Whenever a line in the entries includes the word "procedures", copy that line out.

[Stored data entries]

- - -

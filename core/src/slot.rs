//! Slot space and its split into reserved (natively compiled) and DSL ranges.
//!
//! Slots `0..reserved` address compiled procedures, `reserved..=max_slot`
//! address DSL procedures held by the store. [`SlotLayout::resolve`] turns a
//! raw slot into a typed [`SlotRef`] once at the boundary; nothing past that
//! point does offset arithmetic.

use std::fmt;

/// Integer index addressing one procedure.
pub type Slot = u8;

pub const DEFAULT_MAX_SLOT: Slot = 255;
pub const DEFAULT_RESERVED_SLOTS: u16 = 0;

/// Terminator of [`SlotList::to_terminated`], distinguishable from every valid slot.
pub const SLOT_SENTINEL: i16 = -1;

/// A slot resolved against a layout.
#[derive(Debug, Clone, Copy, PartialEq, Eq, Hash)]
pub enum SlotRef {
    /// Index into the reserved table.
    Compiled(usize),
    /// Index into the DSL table.
    Dsl(usize),
}

#[derive(Debug, Clone, PartialEq, Eq)]
pub enum LayoutError {
    ReservedExceedsSpace { reserved: u16, max_slot: Slot },
}

impl fmt::Display for LayoutError {
    fn fmt(&self, f: &mut fmt::Formatter<'_>) -> fmt::Result {
        match self {
            LayoutError::ReservedExceedsSpace { reserved, max_slot } => write!(
                f,
                "{} reserved slots do not fit in slot space 0..={}",
                reserved, max_slot
            ),
        }
    }
}

impl std::error::Error for LayoutError {}

#[derive(Debug, Clone, Copy, PartialEq, Eq)]
pub struct SlotLayout {
    reserved: u16,
    max_slot: Slot,
}

impl Default for SlotLayout {
    fn default() -> Self {
        Self {
            reserved: DEFAULT_RESERVED_SLOTS,
            max_slot: DEFAULT_MAX_SLOT,
        }
    }
}

impl SlotLayout {
    /// `reserved` may equal `max_slot + 1`, leaving no DSL range at all.
    pub fn new(reserved: u16, max_slot: Slot) -> Result<Self, LayoutError> {
        if reserved > max_slot as u16 + 1 {
            return Err(LayoutError::ReservedExceedsSpace { reserved, max_slot });
        }
        Ok(Self { reserved, max_slot })
    }

    pub fn reserved(&self) -> usize {
        self.reserved as usize
    }

    pub fn max_slot(&self) -> Slot {
        self.max_slot
    }

    /// Number of slots addressable as DSL procedures.
    pub fn dsl_capacity(&self) -> usize {
        self.max_slot as usize + 1 - self.reserved as usize
    }

    pub fn is_reserved(&self, slot: Slot) -> bool {
        (slot as u16) < self.reserved
    }

    /// `None` when the slot lies beyond `max_slot`.
    pub fn resolve(&self, slot: Slot) -> Option<SlotRef> {
        if slot > self.max_slot {
            return None;
        }
        let raw = slot as usize;
        if self.is_reserved(slot) {
            Some(SlotRef::Compiled(raw))
        } else {
            Some(SlotRef::Dsl(raw - self.reserved as usize))
        }
    }

    /// Inverse of [`SlotLayout::resolve`].
    pub fn slot_of(&self, slot_ref: SlotRef) -> Slot {
        match slot_ref {
            SlotRef::Compiled(idx) => idx as Slot,
            SlotRef::Dsl(idx) => (idx + self.reserved as usize) as Slot,
        }
    }
}

/// Ascending snapshot of occupied slots, owned by the caller.
#[derive(Debug, Clone, Default, PartialEq, Eq)]
pub struct SlotList {
    slots: Vec<Slot>,
}

impl SlotList {
    pub(crate) fn from_sorted(slots: Vec<Slot>) -> Self {
        debug_assert!(slots.windows(2).all(|w| w[0] < w[1]));
        Self { slots }
    }

    pub fn as_slice(&self) -> &[Slot] {
        &self.slots
    }

    pub fn iter(&self) -> impl Iterator<Item = Slot> + '_ {
        self.slots.iter().copied()
    }

    pub fn len(&self) -> usize {
        self.slots.len()
    }

    pub fn is_empty(&self) -> bool {
        self.slots.is_empty()
    }

    pub fn contains(&self, slot: Slot) -> bool {
        self.slots.binary_search(&slot).is_ok()
    }

    /// Slots followed by [`SLOT_SENTINEL`].
    pub fn to_terminated(&self) -> Vec<i16> {
        let mut out: Vec<i16> = self.slots.iter().map(|s| *s as i16).collect();
        out.push(SLOT_SENTINEL);
        out
    }
}

impl IntoIterator for SlotList {
    type Item = Slot;
    type IntoIter = std::vec::IntoIter<Slot>;

    fn into_iter(self) -> Self::IntoIter {
        self.slots.into_iter()
    }
}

- - -

# ANSWER TO THE PROBLEM
//! Slots `0..reserved` address compiled procedures, `reserved..=max_slot`
//! address DSL procedures held by the store. [`SlotLayout::resolve`] turns a
    /// Number of slots addressable as DSL procedures.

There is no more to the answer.